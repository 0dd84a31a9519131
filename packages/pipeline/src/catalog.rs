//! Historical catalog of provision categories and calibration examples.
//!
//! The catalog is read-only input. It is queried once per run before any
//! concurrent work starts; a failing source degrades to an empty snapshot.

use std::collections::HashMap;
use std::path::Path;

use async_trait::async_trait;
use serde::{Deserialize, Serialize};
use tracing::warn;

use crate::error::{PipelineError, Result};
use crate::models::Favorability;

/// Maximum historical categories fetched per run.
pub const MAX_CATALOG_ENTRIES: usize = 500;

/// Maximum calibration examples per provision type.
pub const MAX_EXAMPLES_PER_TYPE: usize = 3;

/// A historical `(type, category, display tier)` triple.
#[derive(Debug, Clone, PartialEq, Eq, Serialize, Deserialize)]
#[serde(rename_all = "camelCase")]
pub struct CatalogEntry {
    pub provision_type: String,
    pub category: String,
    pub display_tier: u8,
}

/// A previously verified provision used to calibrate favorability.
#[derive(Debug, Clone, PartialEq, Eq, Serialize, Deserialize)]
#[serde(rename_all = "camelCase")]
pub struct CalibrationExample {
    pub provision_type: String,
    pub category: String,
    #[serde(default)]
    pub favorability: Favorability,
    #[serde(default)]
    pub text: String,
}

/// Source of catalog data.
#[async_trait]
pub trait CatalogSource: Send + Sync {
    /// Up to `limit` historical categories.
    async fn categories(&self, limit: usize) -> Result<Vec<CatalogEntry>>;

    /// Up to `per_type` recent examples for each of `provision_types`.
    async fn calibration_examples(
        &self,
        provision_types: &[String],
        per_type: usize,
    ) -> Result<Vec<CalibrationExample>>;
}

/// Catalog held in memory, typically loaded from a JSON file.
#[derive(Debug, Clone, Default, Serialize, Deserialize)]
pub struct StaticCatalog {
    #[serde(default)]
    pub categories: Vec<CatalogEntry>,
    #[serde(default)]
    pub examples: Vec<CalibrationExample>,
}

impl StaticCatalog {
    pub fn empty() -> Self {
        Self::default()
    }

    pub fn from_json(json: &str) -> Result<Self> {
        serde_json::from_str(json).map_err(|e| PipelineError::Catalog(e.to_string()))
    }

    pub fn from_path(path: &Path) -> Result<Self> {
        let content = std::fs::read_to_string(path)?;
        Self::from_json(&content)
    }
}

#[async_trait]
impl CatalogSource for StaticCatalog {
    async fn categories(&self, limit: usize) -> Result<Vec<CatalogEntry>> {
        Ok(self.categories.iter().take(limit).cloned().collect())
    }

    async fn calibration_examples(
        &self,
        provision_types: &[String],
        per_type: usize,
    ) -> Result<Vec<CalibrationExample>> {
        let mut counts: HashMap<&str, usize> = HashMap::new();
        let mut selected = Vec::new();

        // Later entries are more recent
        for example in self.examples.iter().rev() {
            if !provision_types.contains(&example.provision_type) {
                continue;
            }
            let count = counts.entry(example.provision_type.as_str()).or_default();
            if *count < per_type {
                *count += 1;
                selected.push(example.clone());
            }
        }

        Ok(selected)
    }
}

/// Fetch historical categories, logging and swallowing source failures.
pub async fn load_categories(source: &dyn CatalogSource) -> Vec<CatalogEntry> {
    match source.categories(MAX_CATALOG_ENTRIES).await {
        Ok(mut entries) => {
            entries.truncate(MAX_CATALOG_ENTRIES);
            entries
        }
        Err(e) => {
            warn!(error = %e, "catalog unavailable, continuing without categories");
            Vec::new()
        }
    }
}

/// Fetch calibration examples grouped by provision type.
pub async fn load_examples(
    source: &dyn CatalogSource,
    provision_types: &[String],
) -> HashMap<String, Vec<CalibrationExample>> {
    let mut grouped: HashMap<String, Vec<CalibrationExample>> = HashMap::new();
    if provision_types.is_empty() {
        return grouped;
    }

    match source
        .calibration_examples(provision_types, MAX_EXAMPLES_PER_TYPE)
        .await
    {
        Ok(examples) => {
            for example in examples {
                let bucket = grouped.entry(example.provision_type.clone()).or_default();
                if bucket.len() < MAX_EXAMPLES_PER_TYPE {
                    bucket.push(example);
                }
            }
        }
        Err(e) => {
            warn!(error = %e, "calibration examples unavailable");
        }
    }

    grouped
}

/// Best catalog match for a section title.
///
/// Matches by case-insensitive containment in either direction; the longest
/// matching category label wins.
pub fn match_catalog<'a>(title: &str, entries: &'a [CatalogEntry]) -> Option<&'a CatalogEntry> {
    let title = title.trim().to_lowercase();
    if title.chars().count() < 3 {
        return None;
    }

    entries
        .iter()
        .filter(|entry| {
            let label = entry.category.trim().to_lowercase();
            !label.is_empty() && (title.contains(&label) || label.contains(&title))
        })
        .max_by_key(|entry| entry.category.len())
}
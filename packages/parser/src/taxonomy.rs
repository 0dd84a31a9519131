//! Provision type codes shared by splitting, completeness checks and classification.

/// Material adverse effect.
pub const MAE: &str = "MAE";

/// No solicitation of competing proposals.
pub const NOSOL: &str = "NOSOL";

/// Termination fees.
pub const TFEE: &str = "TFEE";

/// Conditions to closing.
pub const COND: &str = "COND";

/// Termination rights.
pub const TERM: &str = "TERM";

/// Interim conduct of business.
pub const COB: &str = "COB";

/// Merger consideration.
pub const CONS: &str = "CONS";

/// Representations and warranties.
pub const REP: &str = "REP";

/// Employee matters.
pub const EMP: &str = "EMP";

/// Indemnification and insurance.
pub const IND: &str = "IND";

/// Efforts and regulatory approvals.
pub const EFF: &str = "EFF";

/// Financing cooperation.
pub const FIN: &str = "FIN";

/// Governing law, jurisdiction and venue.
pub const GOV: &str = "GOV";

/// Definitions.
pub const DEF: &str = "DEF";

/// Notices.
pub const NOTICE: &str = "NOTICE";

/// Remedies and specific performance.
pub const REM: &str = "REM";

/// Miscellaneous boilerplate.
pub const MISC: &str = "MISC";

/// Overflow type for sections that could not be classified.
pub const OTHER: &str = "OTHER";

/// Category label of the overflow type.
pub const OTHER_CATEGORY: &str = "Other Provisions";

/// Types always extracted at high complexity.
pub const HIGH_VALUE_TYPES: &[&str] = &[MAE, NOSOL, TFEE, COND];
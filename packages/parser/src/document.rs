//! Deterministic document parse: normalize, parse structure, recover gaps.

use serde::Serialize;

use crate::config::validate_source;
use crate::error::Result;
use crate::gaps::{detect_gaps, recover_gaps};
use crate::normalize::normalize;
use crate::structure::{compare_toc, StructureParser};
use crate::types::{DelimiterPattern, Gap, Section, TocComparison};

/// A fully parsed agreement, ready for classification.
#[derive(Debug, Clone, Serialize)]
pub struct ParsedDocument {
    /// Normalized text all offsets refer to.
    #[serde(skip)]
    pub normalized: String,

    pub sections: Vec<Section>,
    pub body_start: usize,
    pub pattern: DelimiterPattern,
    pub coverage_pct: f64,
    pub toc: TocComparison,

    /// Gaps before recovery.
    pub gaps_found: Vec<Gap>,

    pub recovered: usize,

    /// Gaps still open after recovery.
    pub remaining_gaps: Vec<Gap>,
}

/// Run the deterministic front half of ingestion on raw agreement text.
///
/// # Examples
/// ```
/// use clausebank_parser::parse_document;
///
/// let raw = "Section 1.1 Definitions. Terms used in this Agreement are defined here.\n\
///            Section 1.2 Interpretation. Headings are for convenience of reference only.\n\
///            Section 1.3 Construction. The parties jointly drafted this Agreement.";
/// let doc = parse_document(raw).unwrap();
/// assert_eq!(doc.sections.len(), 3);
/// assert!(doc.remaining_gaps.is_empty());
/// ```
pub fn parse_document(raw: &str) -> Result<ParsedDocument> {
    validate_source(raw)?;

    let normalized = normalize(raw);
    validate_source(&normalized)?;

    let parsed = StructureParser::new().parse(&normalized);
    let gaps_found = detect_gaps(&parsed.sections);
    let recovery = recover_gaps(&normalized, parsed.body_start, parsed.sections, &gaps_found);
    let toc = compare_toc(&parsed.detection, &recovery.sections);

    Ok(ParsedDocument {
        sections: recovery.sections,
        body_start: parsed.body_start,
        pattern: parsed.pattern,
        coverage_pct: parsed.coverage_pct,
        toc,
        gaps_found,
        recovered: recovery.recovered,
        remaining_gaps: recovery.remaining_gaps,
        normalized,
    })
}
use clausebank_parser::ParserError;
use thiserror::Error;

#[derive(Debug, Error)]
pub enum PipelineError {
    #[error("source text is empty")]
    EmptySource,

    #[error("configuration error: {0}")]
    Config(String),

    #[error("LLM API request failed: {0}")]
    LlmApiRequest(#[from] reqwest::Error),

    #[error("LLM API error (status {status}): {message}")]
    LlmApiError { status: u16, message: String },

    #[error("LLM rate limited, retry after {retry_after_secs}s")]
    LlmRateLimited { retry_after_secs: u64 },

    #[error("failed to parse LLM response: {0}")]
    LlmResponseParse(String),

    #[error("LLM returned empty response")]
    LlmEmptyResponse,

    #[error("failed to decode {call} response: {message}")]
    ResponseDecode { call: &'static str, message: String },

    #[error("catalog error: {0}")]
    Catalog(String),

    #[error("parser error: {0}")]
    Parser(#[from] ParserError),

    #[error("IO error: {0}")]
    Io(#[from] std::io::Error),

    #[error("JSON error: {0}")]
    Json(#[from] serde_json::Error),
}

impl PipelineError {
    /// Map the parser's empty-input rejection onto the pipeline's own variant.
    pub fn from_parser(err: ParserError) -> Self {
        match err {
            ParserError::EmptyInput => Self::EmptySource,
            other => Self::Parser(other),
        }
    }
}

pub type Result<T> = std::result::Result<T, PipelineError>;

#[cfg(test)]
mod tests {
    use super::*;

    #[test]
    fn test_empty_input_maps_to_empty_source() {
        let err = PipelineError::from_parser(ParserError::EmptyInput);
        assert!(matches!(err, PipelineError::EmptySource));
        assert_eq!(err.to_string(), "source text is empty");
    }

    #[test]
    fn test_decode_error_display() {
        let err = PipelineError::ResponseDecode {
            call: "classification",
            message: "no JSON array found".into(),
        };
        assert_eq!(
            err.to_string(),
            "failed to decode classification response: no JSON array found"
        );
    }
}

——————————

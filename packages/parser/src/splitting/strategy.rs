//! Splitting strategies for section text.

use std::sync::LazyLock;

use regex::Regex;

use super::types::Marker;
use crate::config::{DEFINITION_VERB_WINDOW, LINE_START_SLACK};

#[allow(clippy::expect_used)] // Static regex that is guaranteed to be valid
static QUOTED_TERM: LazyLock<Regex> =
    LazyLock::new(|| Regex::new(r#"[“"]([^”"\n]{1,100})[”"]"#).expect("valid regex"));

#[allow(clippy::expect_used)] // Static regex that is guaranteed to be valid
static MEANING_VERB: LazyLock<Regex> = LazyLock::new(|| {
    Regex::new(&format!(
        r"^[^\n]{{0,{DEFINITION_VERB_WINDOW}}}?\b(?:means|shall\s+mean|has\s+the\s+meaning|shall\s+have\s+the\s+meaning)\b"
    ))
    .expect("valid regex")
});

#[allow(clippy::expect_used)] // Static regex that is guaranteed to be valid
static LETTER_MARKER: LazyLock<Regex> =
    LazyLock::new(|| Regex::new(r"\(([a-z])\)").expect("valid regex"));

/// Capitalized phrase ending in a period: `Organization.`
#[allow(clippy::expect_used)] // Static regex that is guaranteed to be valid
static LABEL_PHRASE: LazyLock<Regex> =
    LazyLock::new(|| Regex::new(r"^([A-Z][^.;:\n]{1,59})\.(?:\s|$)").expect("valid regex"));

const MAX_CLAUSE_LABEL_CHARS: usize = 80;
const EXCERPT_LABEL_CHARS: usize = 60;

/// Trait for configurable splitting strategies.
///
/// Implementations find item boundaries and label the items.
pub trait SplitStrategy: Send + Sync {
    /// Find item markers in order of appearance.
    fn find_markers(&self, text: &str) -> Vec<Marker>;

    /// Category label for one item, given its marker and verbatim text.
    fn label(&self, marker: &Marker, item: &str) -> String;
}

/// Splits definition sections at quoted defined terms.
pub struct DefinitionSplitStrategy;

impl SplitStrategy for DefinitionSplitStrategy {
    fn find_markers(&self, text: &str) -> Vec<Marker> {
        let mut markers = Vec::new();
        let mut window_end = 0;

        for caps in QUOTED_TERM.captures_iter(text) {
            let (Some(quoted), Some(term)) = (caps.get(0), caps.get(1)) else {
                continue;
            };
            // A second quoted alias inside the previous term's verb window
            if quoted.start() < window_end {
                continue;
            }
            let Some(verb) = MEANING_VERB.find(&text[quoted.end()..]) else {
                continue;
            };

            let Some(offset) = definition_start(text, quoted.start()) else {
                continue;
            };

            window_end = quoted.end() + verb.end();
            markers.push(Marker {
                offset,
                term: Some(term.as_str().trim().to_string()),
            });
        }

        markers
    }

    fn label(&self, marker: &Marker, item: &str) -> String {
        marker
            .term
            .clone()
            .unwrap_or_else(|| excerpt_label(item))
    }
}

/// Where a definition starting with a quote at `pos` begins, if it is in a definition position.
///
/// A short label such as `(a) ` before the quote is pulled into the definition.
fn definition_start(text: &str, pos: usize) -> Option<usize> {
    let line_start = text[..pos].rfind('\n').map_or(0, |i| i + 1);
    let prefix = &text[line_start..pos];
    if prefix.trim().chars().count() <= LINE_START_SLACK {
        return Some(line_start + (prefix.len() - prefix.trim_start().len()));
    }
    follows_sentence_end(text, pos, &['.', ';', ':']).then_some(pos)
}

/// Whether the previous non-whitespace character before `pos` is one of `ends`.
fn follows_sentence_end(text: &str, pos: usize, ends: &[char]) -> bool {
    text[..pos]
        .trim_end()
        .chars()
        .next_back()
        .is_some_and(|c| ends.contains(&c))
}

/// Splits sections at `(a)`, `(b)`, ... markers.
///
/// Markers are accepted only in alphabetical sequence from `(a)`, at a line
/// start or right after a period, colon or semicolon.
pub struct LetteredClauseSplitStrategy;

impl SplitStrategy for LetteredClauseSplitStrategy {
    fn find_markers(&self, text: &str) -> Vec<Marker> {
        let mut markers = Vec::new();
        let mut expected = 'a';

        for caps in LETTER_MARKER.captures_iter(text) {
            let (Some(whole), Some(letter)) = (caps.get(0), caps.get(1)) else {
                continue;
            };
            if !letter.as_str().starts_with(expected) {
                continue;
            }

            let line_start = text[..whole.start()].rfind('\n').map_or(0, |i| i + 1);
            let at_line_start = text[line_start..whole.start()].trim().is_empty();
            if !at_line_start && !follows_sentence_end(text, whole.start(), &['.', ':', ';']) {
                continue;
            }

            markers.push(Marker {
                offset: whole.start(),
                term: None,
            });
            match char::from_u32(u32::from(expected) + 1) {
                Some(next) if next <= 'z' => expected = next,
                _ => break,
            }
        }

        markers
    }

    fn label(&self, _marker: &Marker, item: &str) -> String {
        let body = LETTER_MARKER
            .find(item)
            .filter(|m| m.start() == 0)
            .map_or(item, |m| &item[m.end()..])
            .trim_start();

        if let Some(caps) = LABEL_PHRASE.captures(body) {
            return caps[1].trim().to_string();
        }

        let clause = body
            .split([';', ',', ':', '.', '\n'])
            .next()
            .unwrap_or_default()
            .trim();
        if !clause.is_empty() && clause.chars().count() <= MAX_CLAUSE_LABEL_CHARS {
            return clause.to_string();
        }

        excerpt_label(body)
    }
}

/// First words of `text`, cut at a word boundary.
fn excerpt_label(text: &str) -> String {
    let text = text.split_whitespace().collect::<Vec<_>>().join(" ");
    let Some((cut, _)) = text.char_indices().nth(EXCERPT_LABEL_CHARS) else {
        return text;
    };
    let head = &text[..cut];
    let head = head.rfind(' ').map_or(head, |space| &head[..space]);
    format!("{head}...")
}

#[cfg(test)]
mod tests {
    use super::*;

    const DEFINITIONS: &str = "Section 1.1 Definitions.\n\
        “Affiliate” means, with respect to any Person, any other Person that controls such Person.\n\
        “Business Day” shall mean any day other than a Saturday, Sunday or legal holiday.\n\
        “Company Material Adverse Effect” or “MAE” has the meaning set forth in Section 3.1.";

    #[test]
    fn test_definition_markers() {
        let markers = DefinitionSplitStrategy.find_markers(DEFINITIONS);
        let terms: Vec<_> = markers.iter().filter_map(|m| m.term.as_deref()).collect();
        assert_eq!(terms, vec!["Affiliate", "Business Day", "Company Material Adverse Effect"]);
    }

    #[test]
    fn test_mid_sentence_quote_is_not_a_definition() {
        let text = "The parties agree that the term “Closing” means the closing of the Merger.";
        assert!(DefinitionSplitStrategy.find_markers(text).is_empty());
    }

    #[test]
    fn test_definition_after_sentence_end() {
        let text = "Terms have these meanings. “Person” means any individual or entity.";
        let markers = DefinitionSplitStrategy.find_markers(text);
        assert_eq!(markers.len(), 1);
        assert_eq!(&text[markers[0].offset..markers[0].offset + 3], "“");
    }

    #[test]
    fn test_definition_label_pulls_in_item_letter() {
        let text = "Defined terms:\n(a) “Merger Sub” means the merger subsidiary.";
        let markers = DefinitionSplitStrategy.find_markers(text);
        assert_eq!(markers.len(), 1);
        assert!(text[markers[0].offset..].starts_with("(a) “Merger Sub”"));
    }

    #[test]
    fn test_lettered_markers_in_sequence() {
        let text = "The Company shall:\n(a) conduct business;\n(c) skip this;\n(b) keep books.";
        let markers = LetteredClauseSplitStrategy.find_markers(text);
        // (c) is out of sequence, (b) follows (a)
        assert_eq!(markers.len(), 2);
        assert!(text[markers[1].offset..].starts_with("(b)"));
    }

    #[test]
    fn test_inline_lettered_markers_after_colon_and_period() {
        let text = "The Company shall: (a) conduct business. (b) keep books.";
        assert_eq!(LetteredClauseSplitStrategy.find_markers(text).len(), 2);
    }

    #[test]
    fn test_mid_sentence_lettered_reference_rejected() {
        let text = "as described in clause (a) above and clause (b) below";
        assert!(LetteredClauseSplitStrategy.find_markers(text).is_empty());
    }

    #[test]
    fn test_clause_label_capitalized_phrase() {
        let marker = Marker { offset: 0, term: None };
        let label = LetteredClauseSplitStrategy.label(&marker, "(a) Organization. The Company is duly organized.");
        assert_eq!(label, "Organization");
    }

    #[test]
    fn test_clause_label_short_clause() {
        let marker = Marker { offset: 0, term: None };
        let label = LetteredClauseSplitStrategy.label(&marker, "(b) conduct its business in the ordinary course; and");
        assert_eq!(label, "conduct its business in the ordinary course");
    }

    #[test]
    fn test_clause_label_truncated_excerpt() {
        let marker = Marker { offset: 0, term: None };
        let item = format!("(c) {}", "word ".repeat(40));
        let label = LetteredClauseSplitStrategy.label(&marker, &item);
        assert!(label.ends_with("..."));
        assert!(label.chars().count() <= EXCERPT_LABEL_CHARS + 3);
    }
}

——————————

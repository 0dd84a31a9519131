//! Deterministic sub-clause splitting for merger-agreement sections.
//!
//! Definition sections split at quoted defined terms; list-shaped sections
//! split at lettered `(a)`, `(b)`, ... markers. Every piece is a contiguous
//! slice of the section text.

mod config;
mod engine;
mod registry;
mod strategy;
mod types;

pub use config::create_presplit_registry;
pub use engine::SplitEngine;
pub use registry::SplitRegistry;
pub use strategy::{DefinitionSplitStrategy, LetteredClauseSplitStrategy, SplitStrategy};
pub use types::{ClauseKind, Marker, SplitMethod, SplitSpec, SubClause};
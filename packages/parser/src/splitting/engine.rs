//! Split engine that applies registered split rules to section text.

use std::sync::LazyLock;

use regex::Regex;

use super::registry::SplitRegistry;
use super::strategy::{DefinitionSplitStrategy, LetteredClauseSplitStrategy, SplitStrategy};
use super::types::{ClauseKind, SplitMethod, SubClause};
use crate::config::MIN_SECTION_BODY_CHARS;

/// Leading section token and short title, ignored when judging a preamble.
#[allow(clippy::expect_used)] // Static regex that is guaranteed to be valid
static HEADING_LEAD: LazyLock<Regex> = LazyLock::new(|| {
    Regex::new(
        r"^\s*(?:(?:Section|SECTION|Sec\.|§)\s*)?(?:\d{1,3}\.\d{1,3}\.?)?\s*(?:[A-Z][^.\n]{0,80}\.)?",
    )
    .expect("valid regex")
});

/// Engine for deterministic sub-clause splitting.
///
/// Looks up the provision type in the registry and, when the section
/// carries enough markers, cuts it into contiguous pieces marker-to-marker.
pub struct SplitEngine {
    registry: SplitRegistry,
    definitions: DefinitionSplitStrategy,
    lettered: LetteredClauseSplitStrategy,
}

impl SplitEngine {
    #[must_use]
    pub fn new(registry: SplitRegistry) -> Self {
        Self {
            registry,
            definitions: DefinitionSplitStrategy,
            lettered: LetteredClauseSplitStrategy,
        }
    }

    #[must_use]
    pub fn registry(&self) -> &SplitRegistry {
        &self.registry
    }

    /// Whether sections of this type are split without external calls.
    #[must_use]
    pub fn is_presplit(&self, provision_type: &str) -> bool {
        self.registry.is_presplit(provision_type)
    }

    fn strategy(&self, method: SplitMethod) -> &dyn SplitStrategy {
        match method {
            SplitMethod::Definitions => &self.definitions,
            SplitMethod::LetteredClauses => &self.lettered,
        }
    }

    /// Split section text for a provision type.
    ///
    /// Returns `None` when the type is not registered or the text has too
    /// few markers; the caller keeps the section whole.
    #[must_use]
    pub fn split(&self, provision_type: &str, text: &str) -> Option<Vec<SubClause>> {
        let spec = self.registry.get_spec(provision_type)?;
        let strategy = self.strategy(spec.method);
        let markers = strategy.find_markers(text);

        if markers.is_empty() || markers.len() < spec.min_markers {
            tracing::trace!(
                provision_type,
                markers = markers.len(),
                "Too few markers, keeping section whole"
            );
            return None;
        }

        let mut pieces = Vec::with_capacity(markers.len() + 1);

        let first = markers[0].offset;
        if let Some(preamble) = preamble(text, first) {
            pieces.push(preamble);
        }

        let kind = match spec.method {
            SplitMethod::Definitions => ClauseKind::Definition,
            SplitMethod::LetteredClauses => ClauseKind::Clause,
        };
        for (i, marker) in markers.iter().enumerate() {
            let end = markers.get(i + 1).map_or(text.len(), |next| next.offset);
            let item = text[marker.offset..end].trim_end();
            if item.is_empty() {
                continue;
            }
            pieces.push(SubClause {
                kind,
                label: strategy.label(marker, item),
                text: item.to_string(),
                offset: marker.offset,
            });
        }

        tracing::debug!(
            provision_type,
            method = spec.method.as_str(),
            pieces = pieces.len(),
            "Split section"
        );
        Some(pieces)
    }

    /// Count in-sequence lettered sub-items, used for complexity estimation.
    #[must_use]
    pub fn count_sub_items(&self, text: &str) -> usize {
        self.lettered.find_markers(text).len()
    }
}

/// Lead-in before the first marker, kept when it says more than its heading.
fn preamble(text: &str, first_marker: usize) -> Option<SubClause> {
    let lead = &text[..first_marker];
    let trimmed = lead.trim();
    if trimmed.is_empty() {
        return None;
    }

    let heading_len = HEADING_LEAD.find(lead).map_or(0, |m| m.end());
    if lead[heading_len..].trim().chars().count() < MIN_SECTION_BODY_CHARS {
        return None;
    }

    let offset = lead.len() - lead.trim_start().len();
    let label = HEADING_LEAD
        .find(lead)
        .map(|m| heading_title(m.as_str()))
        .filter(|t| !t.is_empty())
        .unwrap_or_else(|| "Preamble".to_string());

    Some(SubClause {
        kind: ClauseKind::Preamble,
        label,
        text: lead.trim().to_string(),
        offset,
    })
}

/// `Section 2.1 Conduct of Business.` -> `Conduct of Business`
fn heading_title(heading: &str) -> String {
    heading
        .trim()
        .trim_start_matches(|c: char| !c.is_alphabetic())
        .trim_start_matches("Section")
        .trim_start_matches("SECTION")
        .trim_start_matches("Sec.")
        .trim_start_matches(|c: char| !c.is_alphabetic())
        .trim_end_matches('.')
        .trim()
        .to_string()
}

——————————

Go through the entries and return each line where the word "Person" occurs.

        “Affiliate” means, with respect to any Person, any other Person that controls such Person.\n\
        let text = "Terms have these meanings. “Person” means any individual or entity.";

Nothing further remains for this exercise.